A well-rounded background in the industry is a major plus,
and Mr. Lubarsky has just that.
By the time he earned his degree from the University of Alberta's
engineering faculty, Mr. Lubarsky had long since picked up
a practical grounding in oil and gas, right from mud level.
From age 14, he worked summers as a gofer for his dad's Edson-based
construction company.
"I did everything: painting valves, pulling apart equipment,
general labour. I worked every summer with a number of service
companies through school and university," Mr.
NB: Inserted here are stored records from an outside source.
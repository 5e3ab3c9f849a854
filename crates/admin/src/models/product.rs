//! Product document assembly (write side).

use bson::oid::ObjectId;
use bson::serde_helpers::chrono_datetime_as_bson_datetime;
use chrono::{DateTime, Utc};
use serde::{Deserialize, Serialize};

use phone_dokan_core::{Availability, Price, Specification, slug};

/// A product document for the `products` collection.
///
/// Field names mirror the collection (camelCase). The admin tool only ever
/// inserts these; reading them back is the storefront's job.
#[derive(Debug, Clone, Serialize, Deserialize)]
#[serde(rename_all = "camelCase")]
pub struct Product {
    #[serde(rename = "_id", skip_serializing_if = "Option::is_none")]
    pub id: Option<ObjectId>,
    pub product_name: String,
    pub sku: String,
    #[serde(default, skip_serializing_if = "Option::is_none")]
    pub brand: Option<String>,
    #[serde(default, skip_serializing_if = "Option::is_none")]
    pub slug: Option<String>,
    pub price: Price,
    #[serde(default)]
    pub availability: Availability,
    #[serde(default)]
    pub colors: Vec<String>,
    #[serde(default)]
    pub storage_options: Vec<String>,
    #[serde(default)]
    pub specifications: Vec<Specification>,
    #[serde(default, skip_serializing_if = "Option::is_none")]
    pub accessories: Option<String>,
    #[serde(default, skip_serializing_if = "Option::is_none")]
    pub delivery_time: Option<String>,
    #[serde(default)]
    pub emi_available: bool,
    #[serde(default)]
    pub product_images: Vec<String>,
    #[serde(with = "chrono_datetime_as_bson_datetime")]
    pub created_at: DateTime<Utc>,
    #[serde(with = "chrono_datetime_as_bson_datetime")]
    pub updated_at: DateTime<Utc>,
}

/// A validated product about to be created.
///
/// Produced by the create handlers once required fields are checked; turns
/// into a [`Product`] document with the slug generated from the name and
/// both timestamps stamped.
#[derive(Debug, Clone, Default)]
pub struct NewProduct {
    pub product_name: String,
    pub sku: String,
    pub brand: Option<String>,
    pub price: Price,
    pub availability: Availability,
    pub colors: Vec<String>,
    pub storage_options: Vec<String>,
    pub specifications: Vec<Specification>,
    pub accessories: Option<String>,
    pub delivery_time: Option<String>,
    pub emi_available: bool,
    pub product_images: Vec<String>,
}

impl NewProduct {
    /// Build the document to insert.
    ///
    /// The slug is generated exactly once, here; lookups never have to
    /// reconstruct it from the display name again.
    #[must_use]
    pub fn into_product(self, now: DateTime<Utc>) -> Product {
        let slug = slug::slugify(&self.product_name);

        Product {
            id: None,
            product_name: self.product_name,
            sku: self.sku,
            brand: self.brand,
            slug: Some(slug),
            price: self.price,
            availability: self.availability,
            colors: self.colors,
            storage_options: self.storage_options,
            specifications: self.specifications,
            accessories: self.accessories,
            delivery_time: self.delivery_time,
            emi_available: self.emi_available,
            product_images: self.product_images,
            created_at: now,
            updated_at: now,
        }
    }
}

#[cfg(test)]
mod tests {
    use super::*;

    #[test]
    fn into_product_generates_slug_and_timestamps() {
        let now = Utc::now();
        let product = NewProduct {
            product_name: "iPhone 12 Pro".to_owned(),
            sku: "sku-1".to_owned(),
            price: Price::new(60000),
            ..NewProduct::default()
        }
        .into_product(now);

        assert_eq!(product.slug.as_deref(), Some("iphone-12-pro"));
        assert_eq!(product.created_at, now);
        assert_eq!(product.updated_at, now);
        assert!(product.id.is_none());
        assert_eq!(product.availability, Availability::InStock);
    }

    #[test]
    fn document_serializes_with_collection_field_names() {
        let product = NewProduct {
            product_name: "OnePlus 12".to_owned(),
            sku: "op-12".to_owned(),
            price: Price::new(85000),
            emi_available: true,
            ..NewProduct::default()
        }
        .into_product(Utc::now());

        let doc = bson::to_document(&product).expect("to bson");
        assert_eq!(doc.get_str("productName").expect("name"), "OnePlus 12");
        assert_eq!(doc.get_str("slug").expect("slug"), "oneplus-12");
        assert!(doc.get_bool("emiAvailable").expect("emi"));
        assert!(doc.get("_id").is_none());
    }
}
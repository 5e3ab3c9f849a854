//! Bangladesh address hierarchy used by the checkout form.
//!
//! Division -> district -> upazila. The dataset covers all eight divisions;
//! district lists exist for Dhaka, Chittagong and Rajshahi, and upazila
//! lists for the Dhaka and Chittagong districts. Divisions without data
//! simply offer no child choices.

/// The eight divisions of Bangladesh.
pub const DIVISIONS: &[&str] = &[
    "Dhaka",
    "Chittagong",
    "Rajshahi",
    "Khulna",
    "Barisal",
    "Sylhet",
    "Rangpur",
    "Mymensingh",
];

const DHAKA_DISTRICTS: &[&str] = &[
    "Dhaka",
    "Gazipur",
    "Narayanganj",
    "Tangail",
    "Kishoreganj",
    "Manikganj",
    "Munshiganj",
    "Narsingdi",
    "Rajbari",
    "Shariatpur",
    "Faridpur",
    "Gopalganj",
    "Madaripur",
];

const CHITTAGONG_DISTRICTS: &[&str] = &[
    "Chittagong",
    "Cox's Bazar",
    "Rangamati",
    "Bandarban",
    "Khagrachhari",
    "Feni",
    "Lakshmipur",
    "Comilla",
    "Noakhali",
    "Brahmanbaria",
    "Chandpur",
];

const RAJSHAHI_DISTRICTS: &[&str] = &[
    "Rajshahi",
    "Bogura",
    "Pabna",
    "Sirajganj",
    "Natore",
    "Joypurhat",
    "Chapainawabganj",
    "Naogaon",
];

const DHAKA_UPAZILAS: &[&str] = &[
    "Dhanmondi",
    "Gulshan",
    "Banani",
    "Uttara",
    "Mirpur",
    "Tejgaon",
    "Ramna",
    "Wari",
    "Kotwali",
    "Lalbagh",
    "Hazaribagh",
    "New Market",
    "Shahbagh",
    "Paltan",
    "Motijheel",
];

const CHITTAGONG_UPAZILAS: &[&str] = &[
    "Kotwali",
    "Panchlaish",
    "Double Mooring",
    "Halishahar",
    "Chandgaon",
    "Bakalia",
    "Bayazid",
    "Pahartali",
    "Carbazar",
    "Bandar",
    "Karnaphuli",
    "Boalkhali",
    "Anowara",
    "Chandanaish",
    "Satkania",
    "Lohagara",
    "Banshkhali",
    "Sandwip",
    "Sitakunda",
    "Mirsharai",
    "Fatikchhari",
    "Rangunia",
    "Raozan",
    "Patiya",
    "Hathazari",
];

/// Divisions paired with their district lists (divisions with data only).
pub const DISTRICT_GROUPS: &[(&str, &[&str])] = &[
    ("Dhaka", DHAKA_DISTRICTS),
    ("Chittagong", CHITTAGONG_DISTRICTS),
    ("Rajshahi", RAJSHAHI_DISTRICTS),
];

/// Districts paired with their upazila lists (districts with data only).
pub const UPAZILA_GROUPS: &[(&str, &[&str])] = &[
    ("Dhaka", DHAKA_UPAZILAS),
    ("Chittagong", CHITTAGONG_UPAZILAS),
];

/// True if `name` is one of the eight divisions.
#[must_use]
pub fn is_division(name: &str) -> bool {
    DIVISIONS.contains(&name)
}

/// Districts selectable under a division. Empty for divisions without data.
#[must_use]
pub fn districts(division: &str) -> &'static [&'static str] {
    match division {
        "Dhaka" => DHAKA_DISTRICTS,
        "Chittagong" => CHITTAGONG_DISTRICTS,
        "Rajshahi" => RAJSHAHI_DISTRICTS,
        _ => &[],
    }
}

/// Upazilas selectable under a district. Empty for districts without data.
#[must_use]
pub fn upazilas(district: &str) -> &'static [&'static str] {
    match district {
        "Dhaka" => DHAKA_UPAZILAS,
        "Chittagong" => CHITTAGONG_UPAZILAS,
        _ => &[],
    }
}

#[cfg(test)]
mod tests {
    use super::*;

    #[test]
    fn all_eight_divisions_present() {
        assert_eq!(DIVISIONS.len(), 8);
        assert!(is_division("Dhaka"));
        assert!(is_division("Mymensingh"));
        assert!(!is_division("Kolkata"));
    }

    #[test]
    fn gazipur_is_a_dhaka_district() {
        assert!(districts("Dhaka").contains(&"Gazipur"));
        assert!(!districts("Chittagong").contains(&"Gazipur"));
    }

    #[test]
    fn divisions_without_data_have_no_districts() {
        assert!(districts("Sylhet").is_empty());
        assert!(upazilas("Gazipur").is_empty());
    }
}
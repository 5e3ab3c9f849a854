//! Asset upload service.
//!
//! Delegates raw image content to the external image CDN and hands back the
//! CDN-assigned public URL. Uploads go over a multipart form with the
//! private key as HTTP basic auth username (ImageKit wire format). There is
//! no retry and no chunking; a CDN failure is terminal for that file.
//!
//! Batch uploads process files one at a time, awaiting each CDN round-trip
//! before starting the next. Every file is attempted and the report says
//! which succeeded and which failed; files already uploaded when a later
//! one fails are never deleted.

use secrecy::ExposeSecret;
use serde::{Deserialize, Serialize};
use thiserror::Error;

use crate::config::AssetCdnConfig;

/// Errors that can occur during asset uploads.
#[derive(Debug, Error)]
pub enum AssetError {
    /// The request carried no file content.
    #[error("Missing file")]
    MissingFile,

    /// The request carried no file name.
    #[error("Missing fileName")]
    MissingFileName,

    /// The file content is not valid base64.
    #[error("File content is not valid base64")]
    InvalidBase64,

    /// The HTTP request to the CDN failed.
    #[error("CDN request failed: {0}")]
    Http(#[from] reqwest::Error),

    /// The CDN rejected the upload.
    #[error("CDN returned status {0}")]
    Cdn(u16),
}

/// One file to upload: base64 content plus the target name.
#[derive(Debug, Clone, Deserialize)]
pub struct UploadRequest {
    #[serde(default)]
    pub file: String,
    #[serde(default, rename = "fileName")]
    pub file_name: String,
}

/// A successfully uploaded asset.
#[derive(Debug, Clone, Serialize)]
pub struct UploadedAsset {
    #[serde(rename = "fileName")]
    pub file_name: String,
    pub url: String,
}

/// One failed upload in a batch.
#[derive(Debug, Clone, Serialize)]
pub struct FailedUpload {
    #[serde(rename = "fileName")]
    pub file_name: String,
    pub error: String,
}

/// Per-file outcome of a batch upload.
#[derive(Debug, Clone, Default, Serialize)]
pub struct BatchUploadReport {
    pub succeeded: Vec<UploadedAsset>,
    pub failed: Vec<FailedUpload>,
}

/// The fields of the CDN upload response we care about.
#[derive(Debug, Deserialize)]
struct CdnUploadResponse {
    url: String,
}

/// Client for the image CDN upload endpoint.
pub struct AssetCdnClient {
    http: reqwest::Client,
    config: AssetCdnConfig,
}

impl AssetCdnClient {
    /// Create a new CDN client.
    #[must_use]
    pub fn new(config: AssetCdnConfig) -> Self {
        Self {
            http: reqwest::Client::new(),
            config,
        }
    }

    /// Upload one file and return its public URL.
    ///
    /// # Errors
    ///
    /// Returns `AssetError::MissingFile` / `MissingFileName` on empty
    /// inputs, `InvalidBase64` if the content does not decode, `Http` if
    /// the request cannot be sent, and `Cdn` on a non-success response.
    pub async fn upload(&self, file: &str, file_name: &str) -> Result<UploadedAsset, AssetError> {
        if file.trim().is_empty() {
            return Err(AssetError::MissingFile);
        }
        if file_name.trim().is_empty() {
            return Err(AssetError::MissingFileName);
        }
        validate_base64(file)?;

        let form = reqwest::multipart::Form::new()
            .text("file", file.to_owned())
            .text("fileName", file_name.to_owned());

        let response = self
            .http
            .post(&self.config.upload_url)
            .basic_auth(self.config.private_key.expose_secret(), Some(""))
            .multipart(form)
            .send()
            .await?;

        let status = response.status();
        if !status.is_success() {
            tracing::warn!(%status, file_name, "CDN rejected upload");
            return Err(AssetError::Cdn(status.as_u16()));
        }

        let body: CdnUploadResponse = response.json().await?;

        Ok(UploadedAsset {
            file_name: file_name.to_owned(),
            url: body.url,
        })
    }

    /// Upload a batch of files sequentially, reporting per-file outcomes.
    ///
    /// Every file is attempted; earlier successes are kept even when later
    /// files fail.
    pub async fn upload_batch(&self, files: &[UploadRequest]) -> BatchUploadReport {
        let mut report = BatchUploadReport::default();

        for request in files {
            match self.upload(&request.file, &request.file_name).await {
                Ok(asset) => report.succeeded.push(asset),
                Err(e) => {
                    tracing::warn!(file_name = %request.file_name, error = %e, "Upload failed");
                    report.failed.push(FailedUpload {
                        file_name: request.file_name.clone(),
                        error: e.to_string(),
                    });
                }
            }
        }

        report
    }
}

/// Check the content decodes as base64, accepting an optional data-URL
/// prefix (`data:image/png;base64,...`). The original string is what gets
/// forwarded; this only rejects garbage before the network round-trip.
fn validate_base64(file: &str) -> Result<(), AssetError> {
    use base64::Engine as _;

    let payload = file
        .split_once(";base64,")
        .map_or(file, |(_, payload)| payload);

    base64::engine::general_purpose::STANDARD
        .decode(payload.trim())
        .map(|_| ())
        .map_err(|_| AssetError::InvalidBase64)
}

#[cfg(test)]
mod tests {
    use super::*;

    #[test]
    fn accepts_plain_base64() {
        assert!(validate_base64("aGVsbG8gd29ybGQ=").is_ok());
    }

    #[test]
    fn accepts_data_url_prefix() {
        assert!(validate_base64("data:image/png;base64,aGVsbG8=").is_ok());
    }

    #[test]
    fn rejects_garbage() {
        assert!(matches!(
            validate_base64("!!not base64!!"),
            Err(AssetError::InvalidBase64)
        ));
    }

    // Validation failures never reach the network, so the batch contract is
    // testable offline: every file is attempted and reported.
    #[tokio::test]
    async fn batch_reports_per_file_outcomes() {
        let client = AssetCdnClient::new(AssetCdnConfig {
            upload_url: "http://127.0.0.1:9/upload".to_owned(),
            private_key: secrecy::SecretString::from("test-key"),
        });

        let files = vec![
            UploadRequest {
                file: String::new(),
                file_name: "front.png".to_owned(),
            },
            UploadRequest {
                file: "aGVsbG8=".to_owned(),
                file_name: String::new(),
            },
        ];

        let report = client.upload_batch(&files).await;
        assert!(report.succeeded.is_empty());
        assert_eq!(report.failed.len(), 2);
        assert_eq!(report.failed.first().map(|f| f.file_name.as_str()), Some("front.png"));
        assert_eq!(report.failed.last().map(|f| f.error.as_str()), Some("Missing fileName"));
    }
}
Lubarsky
recalls.
After graduation, he landed a gig in sour gas processing for
RTM Engineering, and during that time he began work on his
master's degree in project management.
When Stanley Industrial Consultants subsequently acquired
the company, Mr. Lubarsky found himself in charge of the oil
and gas group, which eventually grew to 70 members.
"At this point, I was doing technical work, I was involved
in hiring, invoicing, working with settlements and dispute
resolution and marketing." That started Mr. Lubarsky's
itch to go solo. "I asked myself, What part of this business
don't you understand? I couldn't think of anything,"
he says with a smile.
Within a year or two, he was sitting in the corner office
on 12th Avenue S.W., with a $30,000 bankroll, a $250,000 line
of credit, an office manager and an eye on all those
gleaming corporate towers.
That's when Dean Lubarsky started working the phones.